Natuurlijk werd de wijnkooper met zijne gezellen door den hoofdofficier vervolgd. Het getuigenverhoor liet geen den minsten twijfel over. Wat den wijnkooper betreft, een aantal stukken werd in het proces overgelegd, waaruit bleek, dat hij herhaaldelijk op verschillende tijdstippen in 1741, '45, '47, '48, was beklaagd wegens bedreiging en geweldpleging, nu eens van een lid van de compagnie van commercie, omdat deze hem een wissel had doen aanbieden, dan weder van een deurwaarder, die hem kwam manen wegens zijne schulden, een andermaal tegen een schuldeischer, - eindelijk ook omdat hij op een nacht, ‘tezamen met zijn vader’ ingebroken was in het arrestantenhuisje, en, na bedreiging van de nachtwakers, met geweld een paar beschonken arrestanten had bevrijd.
Deze zaak maakte begrijpelijkerwijze vrij wat gerucht, en daarom kan men zich de verwondering, denkelijk ook wel de verontwaardiging begrijpen van de burgerij, toen van der Heyden en de zijnen van de aanklacht werden vrijgesproken en zijn proces won ‘cum expensis’. Die beslissing was eene beleediging aan het adres van den hoofdofficier, die zich veel moeite had gegeven om de getuigenissen en antecedenten te verzamelen, waardoor het requisitoir tegen de schuldigen gerechtvaardigd werd, en die thans nog aanwezig zijn als zoovele bewijzen voor de bedroevende houding van de rechters.

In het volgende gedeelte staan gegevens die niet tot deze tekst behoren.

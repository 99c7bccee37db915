//! # replica_store
//!
//! Durable records and artifact sets of finished clones.
//!
//! A clone is persisted once, when its pipeline succeeds. The record and the
//! artifacts are what the proxy needs to rebuild an environment later.

pub mod error;
pub mod fs;
pub mod memory;
pub mod store;
pub mod types;

pub use error::{StoreError, StoreResult};
pub use fs::FsStore;
pub use memory::MemoryStore;
pub use store::DurableStore;
pub use types::{validate_id, validate_path, DurableRecord, Page, StoredArtifact};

Kon het anders of het vertrouwen op de rechtspraak werd geschokt?
| |
| |
Die uitspraak was gedaan in December 1750. Nog kon men niet vergeten zijn wat een jaar tevoren gebeurd was. In Augustus 1748 had een radermaker, aan de Bildt wonende, Cornelis de Wael, op of bij het Vreeburg te Utrecht zoodanig straatrumoer gemaakt, dat de officier van de wacht aan de Catharijne-poort met zijne manschappen kwam toeloopen en den luidruchtigen man met den sabel - wat hardhandig naar het schijnt, - tot rust maande. In woede stak de radermaker daarop den officier - het was de jonge luitenant Suermondt - op de plaats dood. Natuurlijk volgde zijne veroordeeling, en niemand verwachtte dat het verzoek om gratie, door 's mans vrouw ingediend, zou baten. Hof en gerecht getuigden niet ten gunste van den dader en adviseerden beiden in afwijzenden zin.

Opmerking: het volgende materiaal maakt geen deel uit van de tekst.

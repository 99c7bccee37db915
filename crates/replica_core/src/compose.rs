//! Assembling `app/page.tsx` from the stitched components.

use std::collections::{BTreeMap, BTreeSet};
use std::sync::OnceLock;

use regex::Regex;
use replica_llm::{GenerationService, UsageTracker};
use serde::{Deserialize, Serialize};
use tracing::{info, warn};

use crate::capture::Capture;
use crate::config::GenerationConfig;
use crate::error::{CoreError, CoreResult};
use crate::lint::{lint_file, SymbolTable};
use crate::parse::parse_files;
use crate::prompts::compose_request;
use crate::stitch::{import_specifier, Stitched, COMPOSITION_PATH};
use crate::worker::Artifact;

/// The composed page and how it was obtained.
#[derive(Debug, Clone, PartialEq, Eq, Serialize, Deserialize)]
pub struct Composition {
    pub artifact: Artifact,
    /// Built locally rather than by the model
    pub fallback: bool,
}

/// Why a model composition was rejected.
#[derive(Debug, Clone, PartialEq, Eq)]
pub enum CompositionIssue {
    UnknownImport(String),
    Missing(String),
    Duplicate(String),
}

impl std::fmt::Display for CompositionIssue {
    fn fmt(&self, f: &mut std::fmt::Formatter<'_>) -> std::fmt::Result {
        match self {
            CompositionIssue::UnknownImport(s) => write!(f, "imports unknown module {}", s),
            CompositionIssue::Missing(s) => write!(f, "never imports {}", s),
            CompositionIssue::Duplicate(s) => write!(f, "imports {} more than once", s),
        }
    }
}

fn import_re() -> &'static Regex {
    static RE: OnceLock<Regex> = OnceLock::new();
    RE.get_or_init(|| {
        Regex::new(r#"(?m)^\s*import\s+(?:[^;'"]*?\s+from\s+)?["']([^"']+)["']"#)
            .expect("import pattern is valid")
    })
}

/// Top-level project directories a bare specifier may point into.
const LOCAL_ROOTS: &[&str] = &["app", "components", "lib", "hooks", "utils"];

/// Resolve a local import of the composition to its `@/` form. Package
/// imports and stylesheets yield `None`.
fn local_specifier(raw: &str) -> Option<String> {
    if raw.ends_with(".css") {
        return None;
    }
    let path = if let Some(rest) = raw.strip_prefix("@/") {
        rest.to_string()
    } else if raw.starts_with('.') {
        let dir = COMPOSITION_PATH.rsplit_once('/').map(|(d, _)| d).unwrap_or("");
        let mut parts: Vec<&str> = dir.split('/').filter(|p| !p.is_empty()).collect();
        for segment in raw.split('/') {
            match segment {
                "." | "" => {}
                ".." => {
                    parts.pop();
                }
                other => parts.push(other),
            }
        }
        parts.join("/")
    } else if let Some(rest) = raw.strip_prefix('/') {
        rest.to_string()
    } else if LOCAL_ROOTS.iter().any(|root| raw.split('/').next() == Some(*root)) {
        raw.to_string()
    } else {
        return None;
    };

    let path = [".tsx", ".jsx", ".ts", ".js"]
        .iter()
        .find_map(|ext| path.strip_suffix(ext))
        .unwrap_or(&path);
    Some(format!("@/{}", path))
}

/// Check that `source` imports every component in `specifiers` exactly once
/// and no other local module.
pub fn validate_composition(source: &str, specifiers: &[String]) -> Result<(), Vec<CompositionIssue>> {
    let expected: BTreeSet<&str> = specifiers.iter().map(String::as_str).collect();
    let mut seen: BTreeMap<String, usize> = BTreeMap::new();
    for caps in import_re().captures_iter(source) {
        if let Some(spec) = local_specifier(&caps[1]) {
            *seen.entry(spec).or_default() += 1;
        }
    }

    let mut issues = Vec::new();
    for (spec, count) in &seen {
        if !expected.contains(spec.as_str()) {
            issues.push(CompositionIssue::UnknownImport(spec.clone()));
        } else if *count > 1 {
            issues.push(CompositionIssue::Duplicate(spec.clone()));
        }
    }
    for spec in &expected {
        if !seen.contains_key(*spec) {
            issues.push(CompositionIssue::Missing(spec.to_string()));
        }
    }
    if issues.is_empty() {
        Ok(())
    } else {
        Err(issues)
    }
}

fn identifier_for(specifier: &str) -> String {
    let stem = specifier.rsplit('/').next().unwrap_or(specifier);
    let mut ident: String = stem.chars().filter(|c| c.is_ascii_alphanumeric() || *c == '_').collect();
    if !ident.starts_with(|c: char| c.is_ascii_alphabetic()) {
        ident.insert_str(0, "Section");
    }
    let mut chars = ident.chars();
    match chars.next() {
        Some(first) => first.to_ascii_uppercase().to_string() + chars.as_str(),
        None => "Section".to_string(),
    }
}

/// Deterministic page importing each specifier once, in order.
pub fn fallback_composition(specifiers: &[String]) -> CoreResult<String> {
    if specifiers.is_empty() {
        return Err(CoreError::NothingToCompose);
    }

    let mut used: BTreeSet<String> = BTreeSet::new();
    let mut entries = Vec::with_capacity(specifiers.len());
    for spec in specifiers {
        let base = identifier_for(spec);
        let mut ident = base.clone();
        let mut n = 2;
        while used.contains(&ident) || ident == "Home" {
            ident = format!("{}{}", base, n);
            n += 1;
        }
        used.insert(ident.clone());
        entries.push((ident, spec));
    }

    let mut page = String::new();
    for (ident, spec) in &entries {
        page.push_str(&format!("import {} from \"{}\";\n", ident, spec));
    }
    page.push_str("\nexport default function Home() {\n  return (\n    <main className=\"min-h-screen\">\n");
    for (ident, _) in &entries {
        page.push_str(&format!("      <{} />\n", ident));
    }
    page.push_str("    </main>\n  );\n}\n");
    Ok(page)
}

/// Component import specifiers in page order.
pub fn component_specifiers(stitched: &Stitched) -> Vec<String> {
    stitched
        .components()
        .filter_map(|a| import_specifier(&a.path))
        .collect()
}

/// Build the composition, asking the model first when enabled and falling
/// back to the local page on any failure. Errors only for an empty set.
pub async fn assemble(
    service: &dyn GenerationService,
    stitched: &Stitched,
    capture: &Capture,
    config: &GenerationConfig,
    usage: &UsageTracker,
) -> CoreResult<Composition> {
    let specifiers = component_specifiers(stitched);
    if specifiers.is_empty() {
        return Err(CoreError::NothingToCompose);
    }

    if config.compose_enabled {
        match compose_with_model(service, stitched, capture, config, usage, &specifiers).await {
            Ok(content) => {
                info!("Composed page from {} components", specifiers.len());
                return Ok(Composition {
                    artifact: Artifact::new(COMPOSITION_PATH, content, 0),
                    fallback: false,
                });
            }
            Err(reason) => warn!("Falling back to local composition: {}", reason),
        }
    }

    let content = fallback_composition(&specifiers)?;
    Ok(Composition {
        artifact: Artifact::new(COMPOSITION_PATH, content, 0),
        fallback: true,
    })
}

async fn compose_with_model(
    service: &dyn GenerationService,
    stitched: &Stitched,
    capture: &Capture,
    config: &GenerationConfig,
    usage: &UsageTracker,
    specifiers: &[String],
) -> Result<String, String> {
    let request = compose_request(capture, &stitched.manifest, config.compose_sample, config.max_output_tokens);
    let generation = service.generate(&request).await.map_err(|e| e.to_string())?;
    usage.record_generation("compose", &generation);
    if generation.truncated {
        return Err("reply was truncated".to_string());
    }

    let parsed = parse_files(&generation.content);
    let page = parsed
        .files
        .into_iter()
        .find(|f| f.path == COMPOSITION_PATH)
        .ok_or_else(|| format!("reply has no {}", COMPOSITION_PATH))?;

    let table = SymbolTable::standard().with_component_paths(stitched.paths());
    let content = lint_file(COMPOSITION_PATH, &page.content, &table);

    validate_composition(&content, specifiers).map_err(|issues| {
        issues
            .iter()
            .map(ToString::to_string)
            .collect::<Vec<_>>()
            .join("; ")
    })?;
    Ok(content)
}
//! Scripted generation service for testing.
//!
//! Provides a configurable implementation of [`GenerationService`] and
//! [`RepairService`] that returns canned replies, routed by request label,
//! and records every call for later verification.

use std::collections::VecDeque;
use std::sync::Arc;
use std::time::Duration;

use async_trait::async_trait;
use parking_lot::RwLock;

use crate::error::{LlmError, LlmResult};
use crate::service::{GenerationService, RepairService};
use crate::types::{Generation, GenerationRequest};

/// Predefined reply for a call.
#[derive(Debug, Clone)]
pub enum MockReply {
    /// Successful generation
    Text { content: String, truncated: bool },
    /// Call fails with the given message
    Fail(String),
}

impl MockReply {
    pub fn text(content: impl Into<String>) -> Self {
        Self::Text {
            content: content.into(),
            truncated: false,
        }
    }

    /// A reply cut off at the output limit.
    pub fn truncated(content: impl Into<String>) -> Self {
        Self::Text {
            content: content.into(),
            truncated: true,
        }
    }

    pub fn fail(message: impl Into<String>) -> Self {
        Self::Fail(message.into())
    }
}

/// Captured call information for verification.
#[derive(Debug, Clone)]
pub struct CapturedRequest {
    /// "generate", "continue" or "repair"
    pub method: String,
    pub label: String,
    /// All text parts of the prompt, joined
    pub text: String,
    pub image_count: usize,
    /// Prior output passed to a continuation call
    pub prior: Option<String>,
}

/// Scripted generation service for testing.
///
/// Replies are matched by label prefix first (`on_label("worker-2", ..)`),
/// then taken from the default queue. The last reply of a queue is sticky:
/// it is returned again once the queue would otherwise run dry.
#[derive(Clone)]
pub struct ScriptedGenerator {
    model: String,
    routes: Arc<RwLock<Vec<(String, VecDeque<MockReply>)>>>,
    default_replies: Arc<RwLock<VecDeque<MockReply>>>,
    repairs: Arc<RwLock<VecDeque<MockReply>>>,
    captured: Arc<RwLock<Vec<CapturedRequest>>>,
    delay: Arc<RwLock<Option<Duration>>>,
}

impl Default for ScriptedGenerator {
    fn default() -> Self {
        Self::new()
    }
}

impl ScriptedGenerator {
    pub fn new() -> Self {
        Self {
            model: "scripted-model".to_string(),
            routes: Arc::new(RwLock::new(Vec::new())),
            default_replies: Arc::new(RwLock::new(VecDeque::new())),
            repairs: Arc::new(RwLock::new(VecDeque::new())),
            captured: Arc::new(RwLock::new(Vec::new())),
            delay: Arc::new(RwLock::new(None)),
        }
    }

    /// Queue a reply for requests whose label starts with `prefix`.
    pub fn on_label(self, prefix: impl Into<String>, reply: MockReply) -> Self {
        let prefix = prefix.into();
        {
            let mut routes = self.routes.write();
            match routes.iter_mut().find(|(p, _)| *p == prefix) {
                Some((_, queue)) => queue.push_back(reply),
                None => routes.push((prefix, VecDeque::from(vec![reply]))),
            }
        }
        self
    }

    /// Queue a reply for any label without a dedicated route.
    pub fn add_reply(self, reply: MockReply) -> Self {
        self.default_replies.write().push_back(reply);
        self
    }

    /// Queue a reply for `repair` calls.
    pub fn add_repair(self, reply: MockReply) -> Self {
        self.repairs.write().push_back(reply);
        self
    }

    /// Delay every call, to exercise concurrency.
    pub fn with_delay(self, delay: Duration) -> Self {
        *self.delay.write() = Some(delay);
        self
    }

    /// Get all captured calls.
    pub fn calls(&self) -> Vec<CapturedRequest> {
        self.captured.read().clone()
    }

    /// Calls whose label starts with `prefix`.
    pub fn calls_for(&self, prefix: &str) -> Vec<CapturedRequest> {
        self.captured
            .read()
            .iter()
            .filter(|c| c.label.starts_with(prefix))
            .cloned()
            .collect()
    }

    pub fn call_count(&self) -> usize {
        self.captured.read().len()
    }

    fn record(&self, method: &str, request: &GenerationRequest, prior: Option<&str>) {
        self.captured.write().push(CapturedRequest {
            method: method.to_string(),
            label: request.label.clone(),
            text: request
                .messages
                .iter()
                .map(|m| m.text())
                .collect::<Vec<_>>()
                .join("\n"),
            image_count: request.messages.iter().map(|m| m.image_count()).sum(),
            prior: prior.map(str::to_string),
        });
    }

    fn next_reply(&self, label: &str) -> MockReply {
        {
            let mut routes = self.routes.write();
            // Longest matching prefix wins so "worker-1" does not shadow "worker-10".
            let best = routes
                .iter_mut()
                .filter(|(prefix, queue)| label.starts_with(prefix.as_str()) && !queue.is_empty())
                .max_by_key(|(prefix, _)| prefix.len());
            if let Some((_, queue)) = best {
                return pop_sticky(queue);
            }
        }
        let mut defaults = self.default_replies.write();
        if defaults.is_empty() {
            return MockReply::fail(format!("no scripted reply for '{}'", label));
        }
        pop_sticky(&mut defaults)
    }

    async fn pause(&self) {
        let delay = *self.delay.read();
        if let Some(delay) = delay {
            tokio::time::sleep(delay).await;
        }
    }

    fn into_generation(&self, reply: MockReply) -> LlmResult<Generation> {
        match reply {
            MockReply::Text { content, truncated } => Ok(Generation {
                output_tokens: (content.len() / 4) as u64,
                input_tokens: 100,
                content,
                truncated,
                model: self.model.clone(),
            }),
            MockReply::Fail(message) => Err(LlmError::Scripted(message)),
        }
    }
}

fn pop_sticky(queue: &mut VecDeque<MockReply>) -> MockReply {
    if queue.len() > 1 {
        queue.pop_front().unwrap_or_else(|| MockReply::fail("empty queue"))
    } else {
        queue
            .front()
            .cloned()
            .unwrap_or_else(|| MockReply::fail("empty queue"))
    }
}

#[async_trait]
impl GenerationService for ScriptedGenerator {
    async fn generate(&self, request: &GenerationRequest) -> LlmResult<Generation> {
        self.record("generate", request, None);
        self.pause().await;
        let reply = self.next_reply(&request.label);
        self.into_generation(reply)
    }

    async fn continue_generation(
        &self,
        request: &GenerationRequest,
        prior: &str,
    ) -> LlmResult<Generation> {
        self.record("continue", request, Some(prior));
        self.pause().await;
        let reply = self.next_reply(&request.label);
        self.into_generation(reply)
    }

    fn model(&self) -> &str {
        &self.model
    }
}

#[async_trait]
impl RepairService for ScriptedGenerator {
    async fn repair(&self, path: &str, content: &str, error: &str) -> LlmResult<String> {
        let request = GenerationRequest::new("repair").message(crate::types::PromptMessage::user(
            format!("{}\n{}\n{}", path, content, error),
        ));
        self.record("repair", &request, None);
        self.pause().await;
        let reply = {
            let mut repairs = self.repairs.write();
            if repairs.is_empty() {
                MockReply::fail("no scripted repair")
            } else {
                pop_sticky(&mut repairs)
            }
        };
        match reply {
            MockReply::Text { content, .. } => Ok(content),
            MockReply::Fail(message) => Err(LlmError::Scripted(message)),
        }
    }
}

#[cfg(test)]
mod tests {
    use super::*;
    use crate::types::PromptMessage;

    fn request(label: &str) -> GenerationRequest {
        GenerationRequest::new(label).message(PromptMessage::user("hello"))
    }

    #[tokio::test]
    async fn test_routes_by_longest_prefix() {
        let generator = ScriptedGenerator::new()
            .on_label("worker-1", MockReply::text("one"))
            .on_label("worker-10", MockReply::text("ten"))
            .add_reply(MockReply::text("default"));

        assert_eq!(generator.generate(&request("worker-10")).await.unwrap().content, "ten");
        assert_eq!(generator.generate(&request("worker-1")).await.unwrap().content, "one");
        assert_eq!(generator.generate(&request("compose")).await.unwrap().content, "default");
    }

    #[tokio::test]
    async fn test_queue_is_sticky_at_the_end() {
        let generator = ScriptedGenerator::new()
            .add_reply(MockReply::fail("first"))
            .add_reply(MockReply::text("second"));

        assert!(generator.generate(&request("x")).await.is_err());
        assert_eq!(generator.generate(&request("x")).await.unwrap().content, "second");
        assert_eq!(generator.generate(&request("x")).await.unwrap().content, "second");
    }

    #[tokio::test]
    async fn test_captures_continuations() {
        let generator = ScriptedGenerator::new().add_reply(MockReply::text("rest"));
        generator
            .continue_generation(&request("worker-2"), "prior output")
            .await
            .unwrap();

        let calls = generator.calls_for("worker-2");
        assert_eq!(calls.len(), 1);
        assert_eq!(calls[0].method, "continue");
        assert_eq!(calls[0].prior.as_deref(), Some("prior output"));
    }

    #[tokio::test]
    async fn test_repair_without_script_fails() {
        let generator = ScriptedGenerator::new();
        assert!(generator.repair("a.tsx", "x", "boom").await.is_err());

        let generator = ScriptedGenerator::new().add_repair(MockReply::text("fixed"));
        assert_eq!(generator.repair("a.tsx", "x", "boom").await.unwrap(), "fixed");
    }
}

Maar De Wael had machtige beschermers in de omgeving van Z.H., en ondanks de adviezen der beide colleges werd den radermaker ‘alle poene, boete en amende quytgescholden’ waarbij daarna nog gevoegd werd dat het pardon zou zijn ‘zonder interinement’, d.i. met ontheffing van alle onderzoek en formaliteiten van wege de rechterlijke colleges.
Wat moest de burger wel van zulk eene beslissing denken, waar hij in September van hetzelfde jaar op hetzelfde Vreeburg een jong soldaat, ternauwernood 19 jaren oud, omdat hij zich schuldig gemaakt had aan desertie, niettegenstaande het vrede was had zien fusilleeren? Was het misschien iets anders dan medelijden dat den burgers het lijk van den jongen man, dat ter plaatse van de executie zonder kist onder den grond was gestopt, deed opgraven en den volgenden avond bij toortslicht, onder een zeer grooten toeloop, naar de Buurkerk deed brengen om het aldaar eene eerlijke begrafenis te geven?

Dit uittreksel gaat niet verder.